What is being asked -
An exact copy of the listing is what is needed; please output it in full.

┄┄┄┄┄┄┄┄┄┄┄┄┄┄┄┄┄┄┄┄

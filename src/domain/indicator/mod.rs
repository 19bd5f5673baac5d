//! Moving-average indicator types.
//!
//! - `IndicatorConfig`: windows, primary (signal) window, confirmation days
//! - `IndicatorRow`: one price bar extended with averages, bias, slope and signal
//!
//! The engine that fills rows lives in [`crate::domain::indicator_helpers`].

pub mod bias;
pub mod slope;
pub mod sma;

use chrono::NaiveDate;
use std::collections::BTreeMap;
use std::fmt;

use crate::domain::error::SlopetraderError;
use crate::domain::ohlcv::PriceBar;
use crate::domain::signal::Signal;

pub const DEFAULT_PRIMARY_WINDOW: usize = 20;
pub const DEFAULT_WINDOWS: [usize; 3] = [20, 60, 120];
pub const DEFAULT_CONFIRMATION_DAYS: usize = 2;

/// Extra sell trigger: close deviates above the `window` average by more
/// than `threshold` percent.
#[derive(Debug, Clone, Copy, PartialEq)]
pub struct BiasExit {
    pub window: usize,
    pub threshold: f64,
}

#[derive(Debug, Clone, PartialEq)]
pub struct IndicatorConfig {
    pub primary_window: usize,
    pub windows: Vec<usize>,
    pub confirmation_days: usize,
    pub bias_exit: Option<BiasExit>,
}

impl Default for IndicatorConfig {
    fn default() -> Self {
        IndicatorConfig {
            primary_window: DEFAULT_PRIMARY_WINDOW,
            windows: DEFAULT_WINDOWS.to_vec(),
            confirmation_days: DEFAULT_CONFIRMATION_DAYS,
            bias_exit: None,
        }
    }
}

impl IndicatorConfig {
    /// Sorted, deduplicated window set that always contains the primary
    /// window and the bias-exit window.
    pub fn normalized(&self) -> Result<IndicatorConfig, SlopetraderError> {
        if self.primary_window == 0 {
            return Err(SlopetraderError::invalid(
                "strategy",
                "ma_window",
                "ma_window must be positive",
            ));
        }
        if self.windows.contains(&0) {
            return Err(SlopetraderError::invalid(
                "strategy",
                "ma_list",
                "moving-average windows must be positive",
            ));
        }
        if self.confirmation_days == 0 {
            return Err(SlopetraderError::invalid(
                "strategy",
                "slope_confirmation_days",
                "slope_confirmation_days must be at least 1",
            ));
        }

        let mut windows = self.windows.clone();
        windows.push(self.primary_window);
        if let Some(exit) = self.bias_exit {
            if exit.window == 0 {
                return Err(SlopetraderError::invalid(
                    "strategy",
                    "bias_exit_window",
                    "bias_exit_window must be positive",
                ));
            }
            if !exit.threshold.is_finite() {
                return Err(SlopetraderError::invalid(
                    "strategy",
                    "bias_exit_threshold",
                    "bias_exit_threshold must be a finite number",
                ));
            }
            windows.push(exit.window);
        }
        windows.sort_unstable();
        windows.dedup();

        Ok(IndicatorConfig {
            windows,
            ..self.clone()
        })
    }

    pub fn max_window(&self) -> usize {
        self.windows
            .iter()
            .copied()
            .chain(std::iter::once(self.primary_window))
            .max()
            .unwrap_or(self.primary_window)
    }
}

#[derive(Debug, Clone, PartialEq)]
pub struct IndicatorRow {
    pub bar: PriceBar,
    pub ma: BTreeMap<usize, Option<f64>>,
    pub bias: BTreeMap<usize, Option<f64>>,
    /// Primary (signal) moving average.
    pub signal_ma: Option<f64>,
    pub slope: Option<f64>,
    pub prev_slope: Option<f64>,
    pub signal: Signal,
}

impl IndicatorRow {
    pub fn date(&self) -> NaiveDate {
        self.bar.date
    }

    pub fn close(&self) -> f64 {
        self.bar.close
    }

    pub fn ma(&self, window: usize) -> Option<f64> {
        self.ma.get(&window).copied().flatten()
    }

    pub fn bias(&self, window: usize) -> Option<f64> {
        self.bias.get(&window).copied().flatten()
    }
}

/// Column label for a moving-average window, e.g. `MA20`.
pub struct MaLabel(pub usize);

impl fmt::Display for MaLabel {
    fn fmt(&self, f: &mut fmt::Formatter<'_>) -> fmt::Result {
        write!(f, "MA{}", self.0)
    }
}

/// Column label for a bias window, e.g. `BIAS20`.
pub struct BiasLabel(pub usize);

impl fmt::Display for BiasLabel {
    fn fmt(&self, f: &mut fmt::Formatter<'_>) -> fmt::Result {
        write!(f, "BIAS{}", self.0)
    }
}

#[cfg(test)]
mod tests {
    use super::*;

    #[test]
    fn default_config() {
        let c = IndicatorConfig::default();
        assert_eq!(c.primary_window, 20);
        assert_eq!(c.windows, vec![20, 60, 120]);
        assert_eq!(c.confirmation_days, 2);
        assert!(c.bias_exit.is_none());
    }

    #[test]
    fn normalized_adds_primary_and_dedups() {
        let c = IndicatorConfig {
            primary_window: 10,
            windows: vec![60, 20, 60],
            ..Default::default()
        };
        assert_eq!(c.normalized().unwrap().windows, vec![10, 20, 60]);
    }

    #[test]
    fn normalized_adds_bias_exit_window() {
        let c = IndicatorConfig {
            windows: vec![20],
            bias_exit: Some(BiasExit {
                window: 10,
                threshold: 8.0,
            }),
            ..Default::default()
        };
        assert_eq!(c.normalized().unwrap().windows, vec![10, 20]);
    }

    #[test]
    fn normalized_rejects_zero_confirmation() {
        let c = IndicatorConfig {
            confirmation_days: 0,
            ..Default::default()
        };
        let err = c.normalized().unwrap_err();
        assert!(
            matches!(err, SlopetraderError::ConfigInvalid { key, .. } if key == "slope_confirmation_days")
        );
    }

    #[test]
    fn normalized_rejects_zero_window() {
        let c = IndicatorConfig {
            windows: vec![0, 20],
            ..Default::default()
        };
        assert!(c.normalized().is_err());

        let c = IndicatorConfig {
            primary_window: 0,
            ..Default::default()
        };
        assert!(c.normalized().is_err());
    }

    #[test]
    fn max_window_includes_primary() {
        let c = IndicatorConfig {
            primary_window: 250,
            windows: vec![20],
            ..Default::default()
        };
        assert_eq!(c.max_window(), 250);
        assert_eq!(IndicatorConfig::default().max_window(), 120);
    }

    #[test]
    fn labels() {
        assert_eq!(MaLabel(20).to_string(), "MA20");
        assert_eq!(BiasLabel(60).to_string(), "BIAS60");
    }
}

┄┄┄┄┄┄┄┄┄┄┄┄┄┄┄┄┄┄┄┄

Completed exercise -
filename src/domain/indicator/mod.rs
repository 19bd5f5673baac5d
//! Moving-average indicator types.
//!
//! - `IndicatorConfig`: windows, primary (signal) window, confirmation days
//! - `IndicatorRow`: one price bar extended with averages, bias, slope and signal
//!
//! The engine that fills rows lives in [`crate::domain::indicator_helpers`].

pub mod bias;
pub mod slope;
pub mod sma;

use chrono::NaiveDate;
use std::collections::BTreeMap;
use std::fmt;

use crate::domain::error::SlopetraderError;
use crate::domain::ohlcv::PriceBar;
use crate::domain::signal::Signal;

pub const DEFAULT_PRIMARY_WINDOW: usize = 20;
pub const DEFAULT_WINDOWS: [usize; 3] = [20, 60, 120];
pub const DEFAULT_CONFIRMATION_DAYS: usize = 2;

/// Extra sell trigger: close deviates above the `window` average by more
/// than `threshold` percent.
#[derive(Debug, Clone, Copy, PartialEq)]
pub struct BiasExit {
    pub window: usize,
    pub threshold: f64,
}

#[derive(Debug, Clone, PartialEq)]
pub struct IndicatorConfig {
    pub primary_window: usize,
    pub windows: Vec<usize>,
    pub confirmation_days: usize,
    pub bias_exit: Option<BiasExit>,
}

impl Default for IndicatorConfig {
    fn default() -> Self {
        IndicatorConfig {
            primary_window: DEFAULT_PRIMARY_WINDOW,
            windows: DEFAULT_WINDOWS.to_vec(),
            confirmation_days: DEFAULT_CONFIRMATION_DAYS,
            bias_exit: None,
        }
    }
}

impl IndicatorConfig {
    /// Sorted, deduplicated window set that always contains the primary
    /// window and the bias-exit window.
    pub fn normalized(&self) -> Result<IndicatorConfig, SlopetraderError> {
        if self.primary_window == 0 {
            return Err(SlopetraderError::invalid(
                "strategy",
                "ma_window",
                "ma_window must be positive",
            ));
        }
        if self.windows.contains(&0) {
            return Err(SlopetraderError::invalid(
                "strategy",
                "ma_list",
                "moving-average windows must be positive",
            ));
        }
        if self.confirmation_days == 0 {
            return Err(SlopetraderError::invalid(
                "strategy",
                "slope_confirmation_days",
                "slope_confirmation_days must be at least 1",
            ));
        }

        let mut windows = self.windows.clone();
        windows.push(self.primary_window);
        if let Some(exit) = self.bias_exit {
            if exit.window == 0 {
                return Err(SlopetraderError::invalid(
                    "strategy",
                    "bias_exit_window",
                    "bias_exit_window must be positive",
                ));
            }
            if !exit.threshold.is_finite() {
                return Err(SlopetraderError::invalid(
                    "strategy",
                    "bias_exit_threshold",
                    "bias_exit_threshold must be a finite number",
                ));
            }
            windows.push(exit.window);
        }
        windows.sort_unstable();
        windows.dedup();

        Ok(IndicatorConfig {
            windows,
            ..self.clone()
        })
    }

    pub fn max_window(&self) -> usize {
        self.windows
            .iter()
            .copied()
            .chain(std::iter::once(self.primary_window))
            .max()
            .unwrap_or(self.primary_window)
    }
}

#[derive(Debug, Clone, PartialEq)]
pub struct IndicatorRow {
    pub bar: PriceBar,
    pub ma: BTreeMap<usize, Option<f64>>,
    pub bias: BTreeMap<usize, Option<f64>>,
    /// Primary (signal) moving average.
    pub signal_ma: Option<f64>,
    pub slope: Option<f64>,
    pub prev_slope: Option<f64>,
    pub signal: Signal,
}

impl IndicatorRow {
    pub fn date(&self) -> NaiveDate {
        self.bar.date
    }

    pub fn close(&self) -> f64 {
        self.bar.close
    }

    pub fn ma(&self, window: usize) -> Option<f64> {
        self.ma.get(&window).copied().flatten()
    }

    pub fn bias(&self, window: usize) -> Option<f64> {
        self.bias.get(&window).copied().flatten()
    }
}

/// Column label for a moving-average window, e.g. `MA20`.
pub struct MaLabel(pub usize);

impl fmt::Display for MaLabel {
    fn fmt(&self, f: &mut fmt::Formatter<'_>) -> fmt::Result {
        write!(f, "MA{}", self.0)
    }
}

/// Column label for a bias window, e.g. `BIAS20`.
pub struct BiasLabel(pub usize);

impl fmt::Display for BiasLabel {
    fn fmt(&self, f: &mut fmt::Formatter<'_>) -> fmt::Result {
        write!(f, "BIAS{}", self.0)
    }
}

#[cfg(test)]
mod tests {
    use super::*;

    #[test]
    fn default_config() {
        let c = IndicatorConfig::default();
        assert_eq!(c.primary_window, 20);
        assert_eq!(c.windows, vec![20, 60, 120]);
        assert_eq!(c.confirmation_days, 2);
        assert!(c.bias_exit.is_none());
    }

    #[test]
    fn normalized_adds_primary_and_dedups() {
        let c = IndicatorConfig {
            primary_window: 10,
            windows: vec![60, 20, 60],
            ..Default::default()
        };
        assert_eq!(c.normalized().unwrap().windows, vec![10, 20, 60]);
    }

    #[test]
    fn normalized_adds_bias_exit_window() {
        let c = IndicatorConfig {
            windows: vec![20],
            bias_exit: Some(BiasExit {
                window: 10,
                threshold: 8.0,
            }),
            ..Default::default()
        };
        assert_eq!(c.normalized().unwrap().windows, vec![10, 20]);
    }

    #[test]
    fn normalized_rejects_zero_confirmation() {
        let c = IndicatorConfig {
            confirmation_days: 0,
            ..Default::default()
        };
        let err = c.normalized().unwrap_err();
        assert!(
            matches!(err, SlopetraderError::ConfigInvalid { key, .. } if key == "slope_confirmation_days")
        );
    }

    #[test]
    fn normalized_rejects_zero_window() {
        let c = IndicatorConfig {
            windows: vec![0, 20],
            ..Default::default()
        };
        assert!(c.normalized().is_err());

        let c = IndicatorConfig {
            primary_window: 0,
            ..Default::default()
        };
        assert!(c.normalized().is_err());
    }

    #[test]
    fn max_window_includes_primary() {
        let c = IndicatorConfig {
            primary_window: 250,
            windows: vec![20],
            ..Default::default()
        };
        assert_eq!(c.max_window(), 250);
        assert_eq!(IndicatorConfig::default().max_window(), 120);
    }

    #[test]
    fn labels() {
        assert_eq!(MaLabel(20).to_string(), "MA20");
        assert_eq!(BiasLabel(60).to_string(), "BIAS60");
    }
}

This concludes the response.